To varying degrees, we are wrapped up in a technology-driven society. An example is each time a new iPhone model is released, consumers queue outside Apple stores to be the first to get the latest model. But technological advances are moving beyond smartphones and into more complex arenas.

Take, for example, the automobile. BMW recently demonstrated a car that parks itself at the Consumer Electronics Show in Las Vegas. A specially equipped BMW i3 was parked by a BMW engineer simply by saying into a smart watch, “BMW, go park yourself.” The engineer then gave another command into the watch, “BMW pick me up,” and the car returned to the engineer. The vehicle did not park itself on a street, but in the multi-level garage of a Las Vegas hotel. Certainly, the transition to driverless cars still has some technology hurdles to overcome, including mapping, but experts say these can be resolved within the next five to 10 years.

A benefactor of driverless cars may be the car share companies, such as Uber and Lyft. Last Monday, Uber announced a partnership with Carnegie Mellon University in Pittsburgh to develop driverless car and mapping technology. The Uber Advance Technologies Center will be built near CMU’s National Robotics Engineering Center and the partnership will focus on research and development into “mapping and vehicles safety and autonomy technology.”

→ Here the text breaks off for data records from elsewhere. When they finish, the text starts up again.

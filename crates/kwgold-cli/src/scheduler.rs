use crate::pipeline::{self, RunOverrides};
use anyhow::{anyhow, Result};
use kwgold_core::KwGoldConfig;
use kwgold_store::available_subjects;
use rand::seq::IndexedRandom;
use std::time::Duration;
use tokio_util::sync::CancellationToken;
use tracing::{error, info};

/// Background mode: run the full pipeline on a timer, picking a random
/// subject each cycle. Cycles never overlap; a failed cycle waits a
/// fixed delay and tries again.
pub async fn run(
    config: &KwGoldConfig,
    cycle_minutes: Option<u64>,
    cancel: &CancellationToken,
) -> Result<()> {
    let cycle = Duration::from_secs(
        60 * cycle_minutes
            .unwrap_or(config.scheduler.cycle_minutes)
            .max(1),
    );
    let retry = Duration::from_secs(config.scheduler.error_retry_secs.max(1));
    let mut cycle_count: u64 = 0;
    info!("scheduler started: one pipeline run every {:?}", cycle);

    while !cancel.is_cancelled() {
        cycle_count += 1;
        let subject = pick_subject(config)?;
        info!("cycle #{cycle_count}: analyzing '{subject}'");

        match pipeline::run(config, &subject, RunOverrides::default(), cancel).await {
            Ok(outcome) if outcome.interrupted => {
                info!("cycle #{cycle_count} interrupted");
                break;
            }
            Ok(outcome) => {
                info!(
                    "cycle #{cycle_count} done: {} golden of {} analyzed keywords",
                    outcome.golden, outcome.analyzed
                );
            }
            Err(e) => {
                error!("cycle #{cycle_count} failed: {e:#}");
                tokio::select! {
                    _ = cancel.cancelled() => break,
                    _ = tokio::time::sleep(retry) => {}
                }
                continue;
            }
        }

        tokio::select! {
            _ = cancel.cancelled() => break,
            _ = tokio::time::sleep(cycle) => {}
        }
    }

    info!("scheduler stopped after {cycle_count} cycle(s)");
    Ok(())
}

/// A random subject from the configured list, or from the seed files on
/// disk when no list is configured.
fn pick_subject(config: &KwGoldConfig) -> Result<String> {
    let subjects = if config.scheduler.subjects.is_empty() {
        available_subjects(&config.storage.data_dir)?
    } else {
        config.scheduler.subjects.clone()
    };
    subjects
        .choose(&mut rand::rng())
        .cloned()
        .ok_or_else(|| anyhow!("no subjects available: configure scheduler.subjects or add seed files"))
}
use serde::{Deserialize, Serialize};
use std::fmt;

/// Numeric floor substituted for "less than N" search-volume sentinels.
pub const LESS_THAN_FLOOR: u64 = 5;

/// A candidate keyword. Identity is the raw string after whitespace
/// trimming; no case folding or stemming is performed.
#[derive(Debug, Clone, PartialEq, Eq, Hash, PartialOrd, Ord, Serialize, Deserialize)]
#[serde(transparent)]
pub struct Keyword(String);

impl Keyword {
    pub fn new(raw: impl AsRef<str>) -> Self {
        Self(raw.as_ref().trim().to_string())
    }

    pub fn as_str(&self) -> &str {
        &self.0
    }

    pub fn is_empty(&self) -> bool {
        self.0.is_empty()
    }

    /// The form sent to the search-volume oracle: all whitespace removed.
    /// Document-count lookups keep the original string; the two providers
    /// key keywords differently and the asymmetry is intentional.
    pub fn cleaned(&self) -> String {
        self.0.chars().filter(|c| !c.is_whitespace()).collect()
    }
}

impl fmt::Display for Keyword {
    fn fmt(&self, f: &mut fmt::Formatter<'_>) -> fmt::Result {
        write!(f, "{}", self.0)
    }
}

impl From<&str> for Keyword {
    fn from(raw: &str) -> Self {
        Keyword::new(raw)
    }
}

impl From<String> for Keyword {
    fn from(raw: String) -> Self {
        Keyword::new(raw)
    }
}

/// A monthly search-volume figure as reported on the wire: either a plain
/// count or a "less than N" sentinel string such as `"< 10"`.
#[derive(Debug, Clone, PartialEq, Serialize, Deserialize)]
#[serde(untagged)]
pub enum RawVolume {
    Count(u64),
    Text(String),
}

impl RawVolume {
    /// Collapse the sentinel notation to a usable count. `"< 10"` becomes
    /// [`LESS_THAN_FLOOR`], not zero; unparseable text becomes zero.
    pub fn normalize(&self) -> u64 {
        match self {
            RawVolume::Count(n) => *n,
            RawVolume::Text(s) => {
                let s = s.trim();
                if s.starts_with('<') {
                    LESS_THAN_FLOOR
                } else {
                    s.parse().unwrap_or(0)
                }
            }
        }
    }
}

impl Default for RawVolume {
    fn default() -> Self {
        RawVolume::Count(0)
    }
}

/// Per-keyword volumes as returned by one volume-oracle lookup.
#[derive(Debug, Clone, Default, PartialEq, Serialize, Deserialize)]
pub struct SearchVolume {
    pub pc: RawVolume,
    pub mobile: RawVolume,
}

/// Everything the pipeline knows about a keyword after analysis.
///
/// `total_search_volume` is always `pc + mobile` and
/// `competitiveness_ratio` is `document_count / total_search_volume`
/// (0.0 when the total volume is zero — callers that need to tell "no
/// data" apart from genuinely zero competition check the volume field).
#[derive(Debug, Clone, PartialEq, Serialize, Deserialize)]
pub struct KeywordMetrics {
    pub pc_search_volume: u64,
    pub mobile_search_volume: u64,
    pub total_search_volume: u64,
    pub document_count: u64,
    pub competitiveness_ratio: f64,
    pub tier: u8,
}

impl KeywordMetrics {
    /// Build metrics from raw counts. The tier starts at 0 (unclassified);
    /// the stage classifier assigns the real tier.
    pub fn from_counts(pc: u64, mobile: u64, document_count: u64) -> Self {
        let total = pc + mobile;
        let ratio = if total > 0 {
            // Three decimal places, matching the persisted table format.
            (document_count as f64 / total as f64 * 1000.0).round() / 1000.0
        } else {
            0.0
        };
        Self {
            pc_search_volume: pc,
            mobile_search_volume: mobile,
            total_search_volume: total,
            document_count,
            competitiveness_ratio: ratio,
            tier: 0,
        }
    }
}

I was puzzled when I read this info. Google has invested more than $250 million in Uber. I would have anticipated Uber and Google would partner to bring the latest autonomous driving technology to the masses. With this announcement, it appears Uber may be heading into a competitive scenario with one of its largest investors.

Uber has stated they have been working on their own mapping technology and are simply accelerating development. Since many of these relationships are sensitive by nature, and information is closely guarded, we will have to stay tuned to find out more on the evolving relationships between Uber, CMU, and Google.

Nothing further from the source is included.